Ed Bing Lee is a long-time practitioner of knotting. A core tenet of the method requires its artists to utilize a consistent material in order to maintain a fluid aesthetic. Lee has spent his career rejecting this doctrine, and instead has considered his practice to be one of exploring knotting without material limitations. Materials suit his subject matter and compositions. This direction has led him to use anything from embroidery floss and curling ribbon to shoe laces, resulting in riveting textures. Lee further investigates texture through a variety of knots, some standard, while others he has invented himself. Lee has carved a career that is based in craft-originated principles, but through his experimentation has expanded the possibilities of the tradition itself. 

As a multimedia artist, Ryan Sarah Murphy explores color and composition through salvaged cardboard sourced from New York City’s streets. These cardboard constructions originate through selected color, and then cut to remove any graphic design to be finally adhered in layered effect. Murphy also employs used book covers, another fiber-based panel material, to further her compositional direction. Minimal, yet bright, the work imbues a color-block methodology while departing from its usual material suspects – namely paint. With her process-based practice, Murphy allows the naturally occurring shapes of the found cardboard to frame the overall design. The final works are striking in their structure and color, a surprising beauty forged from discarded waste that is barely reminiscent of what it once was.

Constance S. & Robert J. Hennessy Project Space

 

Ryan Sarah Murphy is a visual artist living and working in New York City. Her studio practice is process-driven and incorporates a multi-disciplinary approach through the use of found and repurposed materials. Ryan is the recipient of a NYFA Fellowship Grant (2014), a Working Artist Grant (2018), and she has held residencies at 77 Arts (VT), I-Park Foundation (CT), The Elizabeth Foundation for the Arts (NY) and PS122 Studios (NY). Her work has been featured and reviewed in several print & online publications including the New York Times, ARTnews, Maake Magazine and Interlocutor Magazine. Her work has been shown in solo and group exhibitions across the United States and internationally. Ryan is represented by C24 Gallery in New York.

 

Ed Bing Lee, born in 1933, has been perfecting his knotting artistry for over 40 years.
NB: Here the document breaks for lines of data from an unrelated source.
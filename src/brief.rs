//! Optional structured requirements brief accompanying the raw idea text.

use serde::{Deserialize, Serialize};

/// A user-supplied brief refining the free-text idea. Loaded from JSON via
/// `--brief`; every field is optional.
#[derive(Debug, Clone, Default, Deserialize, Serialize)]
pub struct IdeaBrief {
    #[serde(default)]
    pub motivation: Option<String>,
    #[serde(default)]
    pub problem_definition: Option<String>,
    #[serde(default)]
    pub constraints: Vec<String>,
    #[serde(default)]
    pub technical_plan: Option<String>,
    #[serde(default)]
    pub expected_contributions: Vec<String>,
    #[serde(default)]
    pub evaluation_plan: Option<String>,
    #[serde(default)]
    pub keywords_en: Vec<String>,
}

impl IdeaBrief {
    /// Render the prompt block injected into generation and selection
    /// prompts. Empty brief renders nothing.
    pub fn render_block(&self) -> String {
        let mut block = String::new();
        if let Some(motivation) = &self.motivation {
            block.push_str(&format!("Motivation: {motivation}\n"));
        }
        if let Some(problem) = &self.problem_definition {
            block.push_str(&format!("Problem Definition: {problem}\n"));
        }
        if !self.constraints.is_empty() {
            block.push_str(&format!("Constraints: {}\n", self.constraints.join(", ")));
        }
        if let Some(plan) = &self.technical_plan {
            block.push_str(&format!("Technical Plan: {plan}\n"));
        }
        if !self.expected_contributions.is_empty() {
            block.push_str("Expected Contributions:\n");
            for (i, c) in self.expected_contributions.iter().enumerate() {
                block.push_str(&format!("  {}. {c}\n", i + 1));
            }
        }
        if let Some(eval) = &self.evaluation_plan {
            block.push_str(&format!("Evaluation Plan: {eval}\n"));
        }
        if !self.keywords_en.is_empty() {
            block.push_str(&format!("Keywords (EN): {}\n", self.keywords_en.join(", ")));
        }
        if block.is_empty() {
            return block;
        }
        let mut out = String::from("\n[User Requirements Brief]\n");
        out.push_str(&block);
        out.push_str("HARD REQUIREMENTS:\n");
        out.push_str("- MUST respect constraints and reflect them in method_skeleton and experiments_plan.\n");
        out.push_str(
            "- MUST include an explicit evaluation plan (datasets/metrics/baselines/ablations) in experiments_plan.\n",
        );
        out
    }
}

#[cfg(test)]
mod tests {
    use super::*;

    #[test]
    fn empty_brief_renders_nothing() {
        assert!(IdeaBrief::default().render_block().is_empty());
    }

    #[test]
    fn populated_brief_lists_requirements() {
        let brief = IdeaBrief {
            motivation: Some("cheaper inference".into()),
            constraints: vec!["no extra training".into()],
            ..Default::default()
        };
        let block = brief.render_block();
        assert!(block.contains("cheaper inference"));
        assert!(block.contains("HARD REQUIREMENTS"));
    }
}
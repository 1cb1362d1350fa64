//! Idea → story pipeline orchestration.
//!
//! The control loop:
//!
//! ```text
//! recall → select → GENERATE → CRITIC
//! CRITIC --pass--------------------→ novelty check (→ pivot?) → DONE
//! CRITIC --fail & stagnation------→ NOVELTY_MODE (fusion→reflect→gen→critic per pattern)
//! CRITIC --fail & !stagnation-----→ fuse + inject → GENERATE
//! score drop > threshold ---------→ rollback, mark (pattern, issue) failed
//! iterations exhausted -----------→ fall back to the global best story
//! ```
//!
//! One pipeline instance runs one idea end-to-end; KG structures, indexes,
//! and the τ table are shared read-only.

use std::collections::HashMap;
use std::sync::Arc;

use serde::{Deserialize, Serialize};
use serde_json::json;

use crate::config::{Config, NoveltyAction};
use crate::error::{CancelFlag, EngineError};
use crate::gateway::{Attribution, EmbeddingGateway};
use crate::kg::{KgStore, Pattern};
use crate::novelty::{
    effective_action, verification_from_report, NoveltyChecker, NoveltyReport, RiskLevel,
    VerificationResult,
};
use crate::recall::{RecallAudit, RecallEngine};
use crate::refine::{FusedIdea, IdeaFusionEngine, RefinementEngine, StoryReflector};
use crate::review::{AnchoredCritic, CriticResult, IssueKind};
use crate::runlog::{to_value, RunLogger};
use crate::selector::{PatternSelector, RankedPatterns};
use crate::story::{GenerateContext, Story, StoryGenerator};

// =============================================================================
// Result types
// =============================================================================

#[derive(Debug, Clone, Serialize, Deserialize)]
pub struct RefinementRecord {
    pub iteration: u32,
    pub issue: IssueKind,
    pub pattern_id: Option<String>,
    pub injected_tricks: Vec<String>,
    pub fused_idea: Option<FusedIdea>,
}

#[derive(Debug, Clone, Serialize, Deserialize)]
pub struct FinalStorySource {
    pub iteration: u32,
    pub score: f64,
    pub is_best_across_iterations: bool,
}

#[derive(Debug, Clone, Serialize, Deserialize)]
pub struct PipelineResult {
    pub run_id: String,
    pub success: bool,
    #[serde(skip_serializing_if = "Option::is_none")]
    pub reason: Option<String>,
    pub final_story: Option<Story>,
    pub final_story_source: Option<FinalStorySource>,
    pub iterations: u32,
    pub pivots: u32,
    /// Top pattern ids per dimension, for the record.
    pub selected_patterns: HashMap<String, Vec<String>>,
    pub review_history: Vec<CriticResult>,
    pub refinement_history: Vec<RefinementRecord>,
    pub recall_audit: RecallAudit,
    pub verification: Option<VerificationResult>,
    pub novelty_report: Option<NoveltyReport>,
    #[serde(skip_serializing_if = "Option::is_none")]
    pub error: Option<String>,
}

/// One attempt inside novelty mode.
#[derive(Debug, Clone)]
struct NoveltyAttempt {
    pattern_id: Option<String>,
    avg_score: f64,
    story: Story,
    critic: CriticResult,
}

// =============================================================================
// Pipeline
// =============================================================================

pub struct Pipeline {
    pub kg: Arc<KgStore>,
    pub recall: RecallEngine,
    pub selector: PatternSelector,
    pub generator: StoryGenerator,
    pub critic: AnchoredCritic,
    pub fusion: IdeaFusionEngine,
    pub reflector: StoryReflector,
    pub novelty: NoveltyChecker,
    pub embedder: Arc<dyn EmbeddingGateway>,
    pub logger: Option<RunLogger>,
    pub cancel: CancelFlag,
    pub run_id: String,
    pub user_idea: String,
}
He started as a commercial fabric designer in New York and Philadelphia and then became an instructor, teaching at Moore College of Art and Design, The University of the Arts, and the Art Institute of Philadelphia. Working with colored thread and thousands upon thousands of knots, Lee transforms a simple material and a common technique into a unique form of contemporary fiber art. Lee will tell you that his attraction to the work of George Seurat and the technical aspects of pointillism - the placement of individual and differing dots of hues, values, and intensity to create a field of color and imagery - became the fountainhead for his knotting process.